Alice McCutcheon

Current student

Subject area
Design

My name is Alice and I’m from Ashford, Kent (about 4 hours from Loughborough). I was always a determined child and knew my goals and was prepared to give everything to achieve them.

I started in year 7 in a mixed public school, but my teachers soon realised that my goals were set higher than that and I was outperforming my peers. My maths teacher wrote to my parents asking them to get me into a Grammar School, because he thought that I would perform better in that environment. My mum taught at an all-girls grammar school and therefore I was used to the idea of it. Although it was a sudden and drastic change, in year 8 I moved to Highworth Grammar School, where I would be until year 13. I studied at A-Level French, Spanish, Business Studies and Product Design, and am now studying Industrial Design & Technology at Loughborough University.

Results day itself in Year 13 was one of the most nervous days of my life. Everything built up to that one moment. I knew that if I didn’t achieve my best, I would be disappointed with myself as I had put in so much work to get there. I would study for on average 14 hours a day and I think this just goes to show, that with the effort, anyone can get there. I arrived at school, and saw in the results hall, tables with different letters addressed to the different students. Their results. I searched for the letter ‘M’ (the first letter of my surname) and scanned the tables for my letter. To my surprise I couldn’t find it. “Had they never submitted my exams?” “Did I forget to submit anything?” these were all questions that played on my mind as I began to panic.

Fortunately I asked the teachers and they searched some boxes before finding my letter. “Thank goodness” I thought. Whilst I could hear other students laughing and crying in the background, I just wanted to be somewhere quiet, where others couldn’t see my reaction to my results. My mum and I went to the corner of a corridor and she hugged me as I opened the sealed envelope. So many thoughts went through my mind. I just wished that I got the grades that I had worked so hard for.

Results day itself in Year 13 was one of the most nervous days of my life. Everything built up to that one moment. I knew that if I didn’t achieve my best, I would be disappointed with myself as I had put in so much work to get there.

Alice McCutcheon

Before I knew it, I had the folded paper in my hands. I checked around briefly to check no one was watching me, before unfolding the results carefully and slowly. My first thought was “which of these numbers or letters are my grades?.” The sheet had individual coursework marks included so I was trying to find my overall grade among all the letters.

Then I saw at the top of the page. French A*, Spanish A*, Product Design A*, Business Studies A*. I couldn’t believe my eyes. After what felt like checking 10 times, to be extra sure that I wasn’t mistaken, I burst into tears. My mum, also with teary eyes and a beaming smile kissed me. “You got what you deserved” she repeated to me. I knew this moment would shape my whole future. The University I could go to, and ultimately my career path.

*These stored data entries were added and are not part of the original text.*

//! 内存假实现（测试和 dry-run 演练用）
//!
//! `MemorySourceControl` 和 `ScriptedInference` 满足 trait 约定，不访问任何外部服务

use std::collections::{HashMap, HashSet, VecDeque};
use std::sync::{Mutex, MutexGuard};

use async_trait::async_trait;

use crate::clients::{ConceptCheckRequest, FileReviewRequest, InferenceProvider, SourceControl};
use crate::error::{HostError, InferenceError};
use crate::models::{select_in_range, DateRange, PrSummary, PullRequest, ReviewDecision};

fn lock<T>(mutex: &Mutex<T>) -> MutexGuard<'_, T> {
    mutex.lock().unwrap_or_else(|e| e.into_inner())
}

// ---------------------------------------------------------------------------
// MemorySourceControl
// ---------------------------------------------------------------------------

/// 对假托管平台的一次写操作
#[derive(Debug, Clone, PartialEq)]
pub enum HostCall {
    Review { number: u64, event: String },
    Labels { number: u64, labels: Vec<String> },
    Merge { number: u64 },
}

/// 内存中的代码托管平台
#[derive(Debug, Default)]
pub struct MemorySourceControl {
    prs: Mutex<HashMap<u64, PullRequest>>,
    failing_posts: Mutex<HashSet<u64>>,
    calls: Mutex<Vec<HostCall>>,
}

impl MemorySourceControl {
    pub fn new() -> Self {
        Self::default()
    }

    pub fn insert(&self, pr: PullRequest) {
        lock(&self.prs).insert(pr.number, pr);
    }

    /// 让某个 PR 的评审发布失败
    pub fn fail_posting_for(&self, number: u64) {
        lock(&self.failing_posts).insert(number);
    }

    /// 已记录的写操作，按发生顺序
    pub fn calls(&self) -> Vec<HostCall> {
        lock(&self.calls).clone()
    }

    pub fn calls_for(&self, number: u64) -> Vec<HostCall> {
        self.calls()
            .into_iter()
            .filter(|call| match call {
                HostCall::Review { number: n, .. }
                | HostCall::Labels { number: n, .. }
                | HostCall::Merge { number: n } => *n == number,
            })
            .collect()
    }

    fn not_found(endpoint: String) -> HostError {
        HostError::BadResponse {
            endpoint,
            status: 404,
            message: "Not Found".to_string(),
        }
    }
}

#[async_trait]
impl SourceControl for MemorySourceControl {
    async fn fetch_pr(&self, number: u64) -> Result<PullRequest, HostError> {
        lock(&self.prs)
            .get(&number)
            .cloned()
            .ok_or_else(|| Self::not_found(format!("pulls/{}", number)))
    }

    async fn list_prs(&self, range: &DateRange) -> Result<Vec<PrSummary>, HostError> {
        let summaries: Vec<PrSummary> = lock(&self.prs).values().map(PullRequest::summary).collect();
        Ok(select_in_range(summaries, range))
    }

    async fn post_review(&self, number: u64, decision: &ReviewDecision) -> Result<(), HostError> {
        if lock(&self.failing_posts).contains(&number) {
            return Err(HostError::BadResponse {
                endpoint: format!("pulls/{}/reviews", number),
                status: 502,
                message: "Bad Gateway".to_string(),
            });
        }
        lock(&self.calls).push(HostCall::Review {
            number,
            event: decision.action.review_event().to_string(),
        });
        Ok(())
    }

    async fn add_labels(&self, number: u64, labels: &[String]) -> Result<(), HostError> {
        lock(&self.calls).push(HostCall::Labels {
            number,
            labels: labels.to_vec(),
        });
        Ok(())
    }

    async fn merge_pr(&self, number: u64) -> Result<(), HostError> {
        if !lock(&self.prs).contains_key(&number) {
            return Err(Self::not_found(format!("pulls/{}/merge", number)));
        }
        lock(&self.calls).push(HostCall::Merge { number });
        Ok(())
    }
}

// ---------------------------------------------------------------------------
// ScriptedInference
// ---------------------------------------------------------------------------

/// 按顺序返回预设响应的推理服务
///
/// 队列为空时返回默认响应
#[derive(Debug)]
pub struct ScriptedInference {
    reviews: Mutex<VecDeque<Result<String, InferenceError>>>,
    concepts: Mutex<VecDeque<Result<String, InferenceError>>>,
    default_review: String,
    review_calls: Mutex<usize>,
    concept_calls: Mutex<usize>,
}

impl Default for ScriptedInference {
    fn default() -> Self {
        Self::with_default_review(r#"{"quality_score": 8, "issues": [], "compiles": true}"#)
    }
}

impl ScriptedInference {
    pub fn new() -> Self {
        Self::default()
    }

    pub fn with_default_review(response: impl Into<String>) -> Self {
        Self {
            reviews: Mutex::new(VecDeque::new()),
            concepts: Mutex::new(VecDeque::new()),
            default_review: response.into(),
            review_calls: Mutex::new(0),
            concept_calls: Mutex::new(0),
        }
    }

    pub fn push_review(&self, response: Result<String, InferenceError>) {
        lock(&self.reviews).push_back(response);
    }

    pub fn push_concepts(&self, response: Result<String, InferenceError>) {
        lock(&self.concepts).push_back(response);
    }

    pub fn review_calls(&self) -> usize {
        *lock(&self.review_calls)
    }

    pub fn concept_calls(&self) -> usize {
        *lock(&self.concept_calls)
    }
}

#[async_trait]
impl InferenceProvider for ScriptedInference {
    async fn review_file(&self, _request: &FileReviewRequest) -> Result<String, InferenceError> {
        *lock(&self.review_calls) += 1;
        lock(&self.reviews)
            .pop_front()
            .unwrap_or_else(|| Ok(self.default_review.clone()))
    }

    async fn validate_concepts(
        &self,
        _request: &ConceptCheckRequest,
    ) -> Result<String, InferenceError> {
        *lock(&self.concept_calls) += 1;
        lock(&self.concepts)
            .pop_front()
            .unwrap_or_else(|| Ok(String::new()))
    }
}
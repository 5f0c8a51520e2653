//! PR 处理上下文
//!
//! 封装"我正在处理批次中的第几个 PR"这一信息

use std::fmt::Display;

/// PR 处理上下文
#[derive(Debug, Clone)]
pub struct PrCtx {
    /// PR 编号
    pub pr_number: u64,

    /// 在批次中的位置（从1开始，仅用于日志显示）
    pub position: usize,

    /// 批次中的 PR 总数
    pub total: usize,
}

impl PrCtx {
    /// 创建新的 PR 上下文
    pub fn new(pr_number: u64, position: usize, total: usize) -> Self {
        Self {
            pr_number,
            position,
            total,
        }
    }

    /// 是否为批次中的最后一个
    pub fn is_last(&self) -> bool {
        self.position >= self.total
    }
}

impl Display for PrCtx {
    fn fmt(&self, f: &mut std::fmt::Formatter<'_>) -> std::fmt::Result {
        write!(f, "[PR #{}]", self.pr_number)
    }
}

#[cfg(test)]
mod tests {
    use super::*;

    #[test]
    fn test_display_and_position() {
        let ctx = PrCtx::new(42, 2, 3);
        assert_eq!(ctx.to_string(), "[PR #42]");
        assert!(!ctx.is_last());
        assert!(PrCtx::new(7, 3, 3).is_last());
    }
}
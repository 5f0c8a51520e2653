use std::fmt;

/// 挑战天数的检测方式
///
/// 置信度相同时按 `priority` 从大到小取胜：
/// 精确合约名 > 标题 > 目录 > 文件名 > 模糊匹配
#[derive(Debug, Clone, Copy, PartialEq, Eq, Hash)]
pub enum DetectionMethod {
    PrTitle,
    FolderPath,
    ContractNameExact,
    FilenamePattern,
    ContractNameFuzzy,
}

impl DetectionMethod {
    pub const ALL: [DetectionMethod; 5] = [
        DetectionMethod::PrTitle,
        DetectionMethod::FolderPath,
        DetectionMethod::ContractNameExact,
        DetectionMethod::FilenamePattern,
        DetectionMethod::ContractNameFuzzy,
    ];

    /// 平局时的优先级，越大越优先
    pub fn priority(self) -> u8 {
        match self {
            DetectionMethod::ContractNameExact => 5,
            DetectionMethod::PrTitle => 4,
            DetectionMethod::FolderPath => 3,
            DetectionMethod::FilenamePattern => 2,
            DetectionMethod::ContractNameFuzzy => 1,
        }
    }

    pub fn as_str(self) -> &'static str {
        match self {
            DetectionMethod::PrTitle => "pr_title",
            DetectionMethod::FolderPath => "folder_path",
            DetectionMethod::ContractNameExact => "contract_name_exact",
            DetectionMethod::FilenamePattern => "filename_pattern",
            DetectionMethod::ContractNameFuzzy => "contract_name_fuzzy",
        }
    }
}

impl fmt::Display for DetectionMethod {
    fn fmt(&self, f: &mut fmt::Formatter<'_>) -> fmt::Result {
        f.write_str(self.as_str())
    }
}

/// 单个检测器给出的猜测
#[derive(Debug, Clone, PartialEq)]
pub struct DetectionSignal {
    pub method: DetectionMethod,
    pub day: u32,
    /// [0, 1]
    pub confidence: f64,
    /// 命中的原始文本，便于日志排查
    pub evidence: String,
}

impl DetectionSignal {
    pub fn new(method: DetectionMethod, day: u32, confidence: f64, evidence: impl Into<String>) -> Self {
        Self {
            method,
            day,
            confidence: confidence.clamp(0.0, 1.0),
            evidence: evidence.into(),
        }
    }
}

/// 最终确定的挑战天数
#[derive(Debug, Clone, PartialEq)]
pub enum ResolvedDay {
    Resolved {
        day: u32,
        confidence: f64,
        method: DetectionMethod,
    },
    Unresolved,
}

impl ResolvedDay {
    pub fn day(&self) -> Option<u32> {
        match self {
            ResolvedDay::Resolved { day, .. } => Some(*day),
            ResolvedDay::Unresolved => None,
        }
    }

    /// `day-N` 标签
    pub fn label(&self) -> Option<String> {
        self.day().map(|day| format!("day-{}", day))
    }
}

impl fmt::Display for ResolvedDay {
    fn fmt(&self, f: &mut fmt::Formatter<'_>) -> fmt::Result {
        match self {
            ResolvedDay::Resolved {
                day,
                confidence,
                method,
            } => write!(f, "Day {} ({}, 置信度 {:.0}%)", day, method, confidence * 100.0),
            ResolvedDay::Unresolved => write!(f, "未识别"),
        }
    }
}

Alice McCutcheon posing for photo with friends

Bringing it forwards to life now, as a third year University student, I realise the importance of my work ethic. My course has so much variety, which is something I love. One day I am making engineering drawings and CAD models, the next I am prototyping, designing or creating graphics for an interface.

Alice McCutcheon portrait

The Loughborough team are so welcoming and with the quantity of societies, there is something for everyone to do (even if you don’t like sport!) The most important thing for me was to choose something I loved doing. So many people told me, that with my grades, I could have become a lawyer, a detective, a translator. But I knew what I wanted to do and I stuck by this. This is what I would most recommend to anyone. Throughout your younger years you will always have people tell you what you should be doing in their eyes. But the most important thing is to do what makes your heart flutter. Because the key to doing well is to love what you are doing. Even if when you start University you change your mind, that’s fine! The University will always support this and help transfer you to a course that would perfectly suit you.

If you are worried about results day, know that everyone is feeling the same. Ultimately, no matter how you do there will be options for you. Whether it be going through clearing, doing an apprenticeship, or deferring for a year, you will never just simply be left behind. Be proud of your hard work and know that everything happens for a reason. If you do great, then keep that amazing work ethic up for University (it will help a lot) and if you don’t, then know that you have learnt from this experience, and you have so many other options still available to you. If in doubt, ask a teacher for your options!